With his Grand Prix career currently spanning 22 years, one of the longest of all time, the Italian has taken seven premier class titles and 89 class wins to move him on to an all-time total of 115, just seven behind Agostini. His win rate has slowed down in recent years – ten being taken in the last five years – so beating his fellow countryman’s long-standing tally may ultimately elude him especially as he turns 39 in 2018. However, his appetite remains as strong as ever whilst he’s still a class act so he still has a great chance of moving to the top spot.

3. Angel Nieto – 90 wins

Just like Italian Carlo Ubbiali before him, Angel Nieto concentrated his efforts on the smaller capacity classes and with 90 wins in the 50cc and 125cc categories the Spaniard was the undisputed ‘King of the Tiddlers’. Having made his Grand Prix debut in 1964, Nieto’s career would span an incredible 23 years but he had to wait until 1969 for his first GP win, victory coming in the 50cc German Grand Prix that year on his way to winning his first World Championship.

Over the next 15 years, Nieto would ride works machines for Derbi, Morbidelli, Kreidler, Bultaco, Minarelli and Garelli and would claim 13 world championships (or ‘12+1’ as the superstitious Nieto used to say!), a figure only bettered by Agostini. 90 race wins were taken during that time with seven titles coming in the 125cc class and six in the 50cc division. Despite winning Spanish National Championships in the 50cc, 125cc, 250cc, 500cc and Superbike classes, his Grand Prix career was confined to the two smallest classes and he retired at the age of 39 in 1986.

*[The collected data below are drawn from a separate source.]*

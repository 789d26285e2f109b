//! Expense operations
//!
//! Reads and writes are scoped by owner. Single-record operations tell
//! "missing" (`NotFound`) apart from "someone else's" (`Forbidden`).

use rusqlite::{params, OptionalExtension, Row};
use tracing::{debug, info};

use super::expense_filter::ExpenseQuery;
use super::{parse_date, parse_datetime, Database};
use crate::error::{Error, Result};
use crate::models::{Expense, ExpenseFilter, NewExpense};

pub(crate) const EXPENSE_COLUMNS: &str =
    "id, owner_id, description, amount, category, date, created_at";

pub(crate) fn row_to_expense(row: &Row<'_>) -> rusqlite::Result<Expense> {
    let date: String = row.get(5)?;
    let created_at: String = row.get(6)?;
    Ok(Expense {
        id: row.get(0)?,
        owner_id: row.get(1)?,
        description: row.get(2)?,
        amount: row.get(3)?,
        category: row.get(4)?,
        date: parse_date(&date),
        created_at: parse_datetime(&created_at),
    })
}

impl Database {
    /// Record a new expense for `owner_id`
    pub fn insert_expense(&self, owner_id: i64, expense: &NewExpense) -> Result<Expense> {
        expense.validate()?;

        let conn = self.conn()?;
        conn.execute(
            "INSERT INTO expenses (owner_id, description, amount, category, date) VALUES (?, ?, ?, ?, ?)",
            params![
                owner_id,
                expense.description.trim(),
                expense.amount,
                expense.category.trim(),
                expense.date.to_string(),
            ],
        )?;
        let id = conn.last_insert_rowid();
        debug!(owner_id, id, amount = expense.amount, "Expense added");

        self.get_expense(id)?
            .ok_or_else(|| Error::NotFound(format!("Expense {}", id)))
    }

    /// Insert many expenses atomically; either all rows land or none do
    pub fn import_expenses(&self, owner_id: i64, expenses: &[NewExpense]) -> Result<usize> {
        for expense in expenses {
            expense.validate()?;
        }

        let mut conn = self.conn()?;
        let tx = conn.transaction()?;
        {
            let mut stmt = tx.prepare(
                "INSERT INTO expenses (owner_id, description, amount, category, date) VALUES (?, ?, ?, ?, ?)",
            )?;
            for expense in expenses {
                stmt.execute(params![
                    owner_id,
                    expense.description.trim(),
                    expense.amount,
                    expense.category.trim(),
                    expense.date.to_string(),
                ])?;
            }
        }
        tx.commit()?;

        info!(owner_id, count = expenses.len(), "Imported expenses");
        Ok(expenses.len())
    }

    /// Get any expense by ID, regardless of owner
    pub fn get_expense(&self, id: i64) -> Result<Option<Expense>> {
        let conn = self.conn()?;
        let expense = conn
            .query_row(
                &format!("SELECT {} FROM expenses WHERE id = ?", EXPENSE_COLUMNS),
                params![id],
                row_to_expense,
            )
            .optional()?;
        Ok(expense)
    }

    /// Get an expense that must belong to `owner_id`
    pub fn get_owned_expense(&self, owner_id: i64, id: i64) -> Result<Expense> {
        let expense = self
            .get_expense(id)?
            .ok_or_else(|| Error::NotFound(format!("Expense {} not found", id)))?;

        if expense.owner_id != owner_id {
            return Err(Error::Forbidden(format!(
                "Expense {} belongs to another user",
                id
            )));
        }
        Ok(expense)
    }

    /// Replace every editable field of an owned expense
    pub fn update_expense(&self, owner_id: i64, id: i64, expense: &NewExpense) -> Result<Expense> {
        expense.validate()?;
        self.get_owned_expense(owner_id, id)?;

        let conn = self.conn()?;
        conn.execute(
            "UPDATE expenses SET description = ?, amount = ?, category = ?, date = ? WHERE id = ? AND owner_id = ?",
            params![
                expense.description.trim(),
                expense.amount,
                expense.category.trim(),
                expense.date.to_string(),
                id,
                owner_id,
            ],
        )?;

        self.get_owned_expense(owner_id, id)
    }

    /// Delete an owned expense
    pub fn delete_expense(&self, owner_id: i64, id: i64) -> Result<()> {
        self.get_owned_expense(owner_id, id)?;

        let conn = self.conn()?;
        conn.execute(
            "DELETE FROM expenses WHERE id = ? AND owner_id = ?",
            params![id, owner_id],
        )?;
        debug!(owner_id, id, "Expense deleted");
        Ok(())
    }

    /// List an owner's expenses with optional search, filters, and sort
    pub fn list_expenses(&self, owner_id: i64, filter: &ExpenseFilter) -> Result<Vec<Expense>> {
        let query = ExpenseQuery::new(owner_id, filter).build();
        let sql = format!(
            "SELECT {} FROM expenses {} {} {}",
            EXPENSE_COLUMNS, query.where_clause, query.order_clause, query.limit_clause
        );

        let conn = self.conn()?;
        let mut stmt = conn.prepare(&sql)?;
        let expenses = stmt
            .query_map(query.param_refs().as_slice(), row_to_expense)?
            .collect::<std::result::Result<Vec<_>, _>>()?;

        Ok(expenses)
    }

    /// Distinct categories an owner has used, alphabetically
    pub fn expense_categories(&self, owner_id: i64) -> Result<Vec<String>> {
        let conn = self.conn()?;
        let mut stmt = conn.prepare(
            "SELECT DISTINCT category FROM expenses WHERE owner_id = ? ORDER BY category",
        )?;

        let categories = stmt
            .query_map(params![owner_id], |row| row.get(0))?
            .collect::<std::result::Result<Vec<String>, _>>()?;

        Ok(categories)
    }
}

He went on to run a successful Grand Prix team as well as work for Spanish television only to pass away in July 2017 after a quad bike accident in Ibiza.

4. Mike Hailwood – 76 wins

The most successful British rider of all-time, many still consider Mike Hailwood to be the greatest rider there’s ever been with Valentino Rossi the only one to come close. Hailwood’s achievements saw him win 76 Grand Prix races, the first in the 1959 125cc Ulster Grand Prix and the last in the 1967 350cc race in Japan with nine world championships coming in that time as he rode works machinery for MV Agusta and Honda.

After taking the 250cc World Championship for Honda in 1961 – when aged just 21 – MV Agusta snapped him up and he would give the Italian manufacturer four consecutive 500cc World Championships between 1962 and 1965. Success in the 350cc class was harder to come by and in 1966 he moved back to Honda to challenge for the 250cc, 350cc and 500cc titles, claiming 250cc-350cc doubles in both 1966 and 1967. He had to give best to Giacomo Agostini, who’d replaced him as the number one rider at MV Agusta, in the 500cc class and retired at the end of 1967 to forge a successful car racing career.

After being badly injured at the 1974 German Grand Prix he retired from four wheels only to return to bikes in 1978 after an 11-year hiatus. He famously took wins at the Isle of Man TT in both 1978 and 1979 before retiring for good only to lose his life in a road accident in March 1981.

5. Jorge Lorenzo – 65 wins

The second Spaniard in the current top ten, Jorge Lorenzo made his 125cc World Championship debut on his fifteenth birthday in 2002 and just a year later he claimed his first Grand Prix win in Brazil. Three more wins were taken in 2004 as he finished fourth overall and three seasons in the 250cc class subsequently followed, the first one on a factory Honda and then two years with Aprilia. No less than 17 race wins were taken across the 2006 and 2007 seasons as he claimed back to back World Championships and he was promptly signed by Yamaha for the 2008 MotoGP season.

The Majorcan rider remained with Yamaha from 2008 until 2016 and in those nine seasons he took three World Championships and only finished outside the top three in his maiden season in 2008. Lorenzo has now taken 44 MotoGP wins, the fourth highest ever in the class, to firmly establish himself as one of the finest Grand Prix racers not just currently but also in the history of the sport. 2017 saw him make a big money move to Ducati but it was the first time he hadn’t won a race during a season since 2005 although, still only 30, he has plenty of seasons ahead of him.